China / Society

Rural reform needs science input

By Cheng Yingqi (China Daily) Updated: 2014-02-14 00:36

Ministry encourages researchers to become agricultural entrepreneurs

China will develop a market-oriented and commercialized seed industry and create a better policy environment to encourage scientists' input in the sector, a senior official said.

Zhang Laiwu, vice-minister of science and technology, explained the ministry's plan to deepen reform of the agricultural sci-tech system and promote rural entrepreneurship at a news conference on Thursday.

Highlighting the importance of modernization in the seed industry, Zhang said, "China has a large seed industry, but it is both dispersed and weak compared to the world's most powerful seed businesses.

"The key is to build a commercialized seed industry in China, which will require a whole new set of institutional arrangements," he said.

The systematic commercialization of China's seed industry not only requires reform of the industry's overall layout and regional distribution, but should also bring scientific research and the seed industry closer to increase the Chinese seed industry's market competence, he said.

The ministry has adopted a series of reforms since 2012, including allocating 1.6 billion yuan ($263.8 million) to 25 national seed-industry-related projects, encouraging businesses to breed 535 varieties of high-yield and disease-resistant plants and expanding the plantation of those fine varieties to 23.33 million hectares.

But many of China's breeding companies are still too small to lead the market, and most of the new breeding technologies remain at an experimental stage in universities or research laboratories, with their commercialization taking at least 10 to 15 years, according to earlier media reports.
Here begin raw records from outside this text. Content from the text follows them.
//! Macros for ergonomic style construction.

/// Build a [`Style`](crate::core::Style) from literal pairs.
///
/// # Example
///
/// ```
/// use segue::style;
///
/// let base = style! {
///     "opacity" => "0",
///     "transition" => "opacity 300ms ease",
/// };
///
/// assert_eq!(base.get("opacity"), Some("0"));
/// ```
#[macro_export]
macro_rules! style {
    () => {
        $crate::core::Style::new()
    };
    ( $( $property:expr => $value:expr ),+ $(,)? ) => {{
        let mut style = $crate::core::Style::new();
        $( style.set($property, $value); )+
        style
    }};
}
//! Component properties consumed by the transition system.

use serde::{Deserialize, Serialize};

use crate::core::action::ActionProps;
use crate::core::style::Style;
use crate::core::timing::{TransitionInfo, TransitionTiming};

/// Everything the transition system needs to know about the component.
///
/// The reducer sees only the [`ActionProps`] subset; the timing entries
/// exist for the event filter, which needs to know which CSS property marks
/// the transition's start and which marks its end.
///
/// # Example
///
/// ```rust
/// use segue::core::{ComponentProps, Style, TransitionTiming};
///
/// let props = ComponentProps::new()
///     .with_style(Style::new().with("opacity", "0"))
///     .with_enter_style(
///         Style::new()
///             .with("opacity", "1")
///             .with("transition", "opacity 300ms"),
///     )
///     .with_timings(vec![TransitionTiming::new("opacity", 300)]);
///
/// assert!(!props.active);
/// assert_eq!(props.action_props().style.get("opacity"), Some("0"));
/// ```
#[derive(Clone, Debug, Default, PartialEq, Serialize, Deserialize)]
pub struct ComponentProps {
    pub active: bool,
    pub style: Style,
    pub active_style: Option<Style>,
    pub enter_style: Option<Style>,
    pub exit_style: Option<Style>,
    pub enter_init_style: Option<Style>,
    pub exit_init_style: Option<Style>,
    pub class_name: Option<String>,
    pub active_class_name: Option<String>,
    pub enter_class_name: Option<String>,
    pub exit_class_name: Option<String>,
    /// Per-property timings of the configured transition.
    pub timings: Vec<TransitionTiming>,
}

impl ComponentProps {
    pub fn new() -> Self {
        Self::default()
    }

    pub fn with_active(mut self, active: bool) -> Self {
        self.active = active;
        self
    }

    pub fn with_style(mut self, style: Style) -> Self {
        self.style = style;
        self
    }

    pub fn with_active_style(mut self, style: Style) -> Self {
        self.active_style = Some(style);
        self
    }

    pub fn with_enter_style(mut self, style: Style) -> Self {
        self.enter_style = Some(style);
        self
    }

    pub fn with_exit_style(mut self, style: Style) -> Self {
        self.exit_style = Some(style);
        self
    }

    pub fn with_enter_init_style(mut self, style: Style) -> Self {
        self.enter_init_style = Some(style);
        self
    }

    pub fn with_class_name(mut self, class_name: impl Into<String>) -> Self {
        self.class_name = Some(class_name.into());
        self
    }

    pub fn with_timings(mut self, timings: Vec<TransitionTiming>) -> Self {
        self.timings = timings;
        self
    }

    /// Select the reducer-relevant subset (the
    /// [`ACTION_PROP_KEYS`](crate::core::ACTION_PROP_KEYS) fields).
    pub fn action_props(&self) -> ActionProps {
        ActionProps {
            active: self.active,
            style: self.style.clone(),
            active_style: self.active_style.clone(),
            enter_style: self.enter_style.clone(),
            exit_style: self.exit_style.clone(),
            enter_init_style: self.enter_init_style.clone(),
            exit_init_style: self.exit_init_style.clone(),
            class_name: self.class_name.clone(),
            active_class_name: self.active_class_name.clone(),
            enter_class_name: self.enter_class_name.clone(),
            exit_class_name: self.exit_class_name.clone(),
        }
    }

    /// Derive the event filter's snapshot for the current phase.
    pub fn transition_info(&self, in_transition: bool) -> TransitionInfo {
        TransitionInfo::from_timings(&self.timings, in_transition)
    }
}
A plant researcher, named Xu, who was unable to give his full name due to the media regulations of the institute he works for, said that the current policies indirectly discourage the commercialization of research findings.

Research institutes usually attach more importance to a research project's early work, such as publishing theses or seeking patents. Though researchers are later required to help businesses use the findings to produce seeds, the researchers were often unable to spend years working with the companies.

"There is no consensus on how to divide the earnings and responsibilities among researchers, their institutes and the companies," he said, which makes institutes reluctant to let their researchers help businesses, a process which may last several years.

Zhang, the vice-minister, said that a trusteeship system and a trading system will be established to accelerate the commercialization of research findings. But he did not elaborate on details.

The ministry will provide more favorable policies to support science and technology specialists to become agricultural entrepreneurs.

At a national level, the Ministry of Science and Technology has encouraged scientific researchers to become "professional farmers" since 2009. Between 2009 and September 2013, 720,000 such specialists moved to rural areas, he said.

These experts are expected to use their knowledge of breeding and the market, as well as government policies in land leasing and finance, to help farmers benefit from China's agricultural modernization.

China has carried out pilot programs on land banks, which allow the specialists to lease farmers' land for intensive farming, and to share the profits with the farmers, he said.